AI & Machine Learning in Oncology
Note: This page is educational and reflects the state of the literature in 2025. It does not replace medical advice.
TL;DR
Machine learning is now embedded across oncology — screening (lung LDCT, mammography), digital pathology, radiomics, genomic interpretation, drug discovery, trial matching, and outcome prediction. The technical advances are real, but most production deployments still face the same hard problems: distribution shift, label quality, calibration in subgroups, regulatory framing, and the gap between AUC on a held-out test set and improving outcomes for a real patient. This page is the orientation map; see ML pitfalls in oncology for the failure modes you must internalize.
1. Where ML actually has measurable impact today
| Domain | Examples (2024–2025) | Status |
|---|---|---|
| Lung cancer screening on LDCT | AI-driven nodule detection, malignancy risk scoring, end-to-end risk prediction[1] | Several FDA-cleared tools; integrated in clinical workflow at scale |
| Mammography triage | Worklist prioritization, missed-cancer reduction | Multiple cleared tools; deployed in screening programs |
| Digital pathology | Prostate Gleason assist, breast HER2/Ki-67 quantification, MSI prediction from H&E | Cleared tools; integration with LIS expanding |
| PD-L1 / TMB / TME prediction | ML scoring of immunotherapy benefit signals from images and omics[2] | Mostly research-stage; some IVD validation in progress |
| Genomic variant prediction | Pathogenicity scoring, splice impact, structural variant classification | Used widely in clinical interpretation pipelines |
| Drug discovery | Protein structure (AlphaFold), generative chemistry, property prediction | Reshaped early discovery; clinical translation lags |
| Trial matching | EHR/NLP → eligibility, ClinicalTrials.gov linkage | Several platforms in production |
| Outcome / risk prediction | Survival, treatment response, toxicity | Many models; few well-validated for deployment |
| Operations | Schedule optimization, no-show prediction, sepsis alerts | Common in academic centers |
For depth on the screening and immunotherapy threads, see refs and.
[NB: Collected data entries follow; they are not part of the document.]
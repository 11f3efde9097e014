use crate::models::ApiResponse;
use axum::{
    http::StatusCode,
    response::{IntoResponse, Response},
    Json,
};
use thiserror::Error;

/// The only message a client ever sees for a rejected credential token.
pub const INVALID_TOKEN_MESSAGE: &str = "The access token is invalid or expired";

const UNEXPECTED_ERROR_MESSAGE: &str = "Something went wrong. Please try again.";

#[derive(Debug, Error)]
pub enum FaceError {
    #[error("Configuration error: {0}")]
    Configuration(String),

    #[error("Cryptographic error: {0}")]
    Crypto(String),

    #[error("Invalid token: {0}")]
    InvalidToken(String),

    #[error("Missing or invalid internal service key")]
    Unauthorized,

    #[error("Bad request: {0}")]
    BadRequest(String),

    /// A face check failed; the message is shown to the user as is.
    #[error("Face rejected: {0}")]
    FaceRejected(String),

    #[error("No matching face found")]
    NoMatch,

    #[error("Face already registered")]
    AlreadyRegistered,

    #[error("Too many requests from client")]
    RateLimited,

    /// The identity backend answered with a non-success status.
    #[error("Identity backend returned {status}")]
    Upstream { status: u16, message: String },

    #[error("Identity backend timed out")]
    UpstreamTimeout,

    #[error("Identity backend unreachable")]
    UpstreamUnavailable,

    #[error("Vector database error: {0}")]
    FaceIndex(String),

    #[error("Embedding service error: {0}")]
    Embedding(String),

    #[error("Internal error: {0}")]
    Internal(String),
}

impl FaceError {
    pub fn status_code(&self) -> StatusCode {
        match self {
            FaceError::InvalidToken(_) | FaceError::Unauthorized => StatusCode::UNAUTHORIZED,
            FaceError::BadRequest(_) | FaceError::FaceRejected(_) | FaceError::AlreadyRegistered => {
                StatusCode::BAD_REQUEST
            }
            FaceError::NoMatch => StatusCode::NOT_FOUND,
            FaceError::RateLimited => StatusCode::TOO_MANY_REQUESTS,
            FaceError::Upstream { status, .. } => {
                StatusCode::from_u16(*status).unwrap_or(StatusCode::BAD_GATEWAY)
            }
            FaceError::UpstreamTimeout => StatusCode::GATEWAY_TIMEOUT,
            FaceError::UpstreamUnavailable
            | FaceError::FaceIndex(_)
            | FaceError::Embedding(_)
            | FaceError::Configuration(_)
            | FaceError::Crypto(_)
            | FaceError::Internal(_) => StatusCode::INTERNAL_SERVER_ERROR,
        }
    }

    /// Client-facing message. Internal details stay in the logs.
    pub fn public_message(&self) -> String {
        match self {
            FaceError::InvalidToken(_) => INVALID_TOKEN_MESSAGE.to_string(),
            FaceError::Unauthorized => "Invalid or missing internal service key".to_string(),
            FaceError::BadRequest(message)
            | FaceError::FaceRejected(message)
            | FaceError::Upstream { message, .. } => message.clone(),
            FaceError::NoMatch => "No match found. Please register your face.".to_string(),
            FaceError::AlreadyRegistered => {
                "Face already registered. Please login instead or use a different email."
                    .to_string()
            }
            FaceError::RateLimited => "Too many requests. Please try again later.".to_string(),
            FaceError::UpstreamTimeout => {
                "Registration service is unavailable. Please try again later.".to_string()
            }
            FaceError::UpstreamUnavailable => "Failed to connect to auth service".to_string(),
            FaceError::FaceIndex(_)
            | FaceError::Embedding(_)
            | FaceError::Configuration(_)
            | FaceError::Crypto(_)
            | FaceError::Internal(_) => UNEXPECTED_ERROR_MESSAGE.to_string(),
        }
    }
}

impl IntoResponse for FaceError {
    fn into_response(self) -> Response {
        let status = self.status_code();
        let body = ApiResponse::error(status, self.public_message());

        (status, Json(body)).into_response()
    }
}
Sources: [1], [2]
2. Data modalities, briefly
- Genomics / multi-omics — VCF, expression matrices, methylation, variant interpretation. See From FASTQ to variants and Multi-omics.
- Imaging — radiology (CT, MRI, PET, US, mammography), pathology (WSI), endoscopy, dermatology.
- Free text — pathology reports, radiology reports, oncology notes, discharge summaries.
- Structured EHR — labs, vitals, medications, ICD codes, procedures.
- Trial / outcome registries — pre-registered endpoints, AE reports.
- Patient-reported outcomes — symptom diaries, ePROs, wearable signals.
Each modality has its own quirks: imaging needs preprocessing pipelines and acquisition-protocol awareness; genomics needs versioned reference and variant annotation; text needs strong de-identification and ontology grounding.
3. Model classes commonly used
| Model class | Where it shines |
|---|---|
| Gradient-boosted trees (XGBoost, LightGBM) | Tabular EHR data, structured features; strong baseline |
| CNNs | Medical imaging (still the dominant class in production) |
| Transformers / vision transformers | Whole-slide pathology, multi-modal fusion |
| Foundation models for imaging | RETFound, BiomedCLIP, pathology FMs — emerging |
| Foundation models for text | BioGPT, GatorTron, Med-PaLM — early operational uses |
| Graph neural networks | Drug discovery, network biology, patient similarity |
| Survival models | Cox-PH, DeepSurv, time-aware transformers |
| Diffusion models | Synthetic data, augmentation, generative chemistry |
| Reinforcement learning | Adaptive trial design, dose optimization (research) |
The model class often matters less than how the data is split, what the labels really mean, and how the model is evaluated in clinical workflow.
4. Honest evaluation
Three layers of evaluation, in increasing rigor:
- Discrimination — AUC, sensitivity/specificity at operating points.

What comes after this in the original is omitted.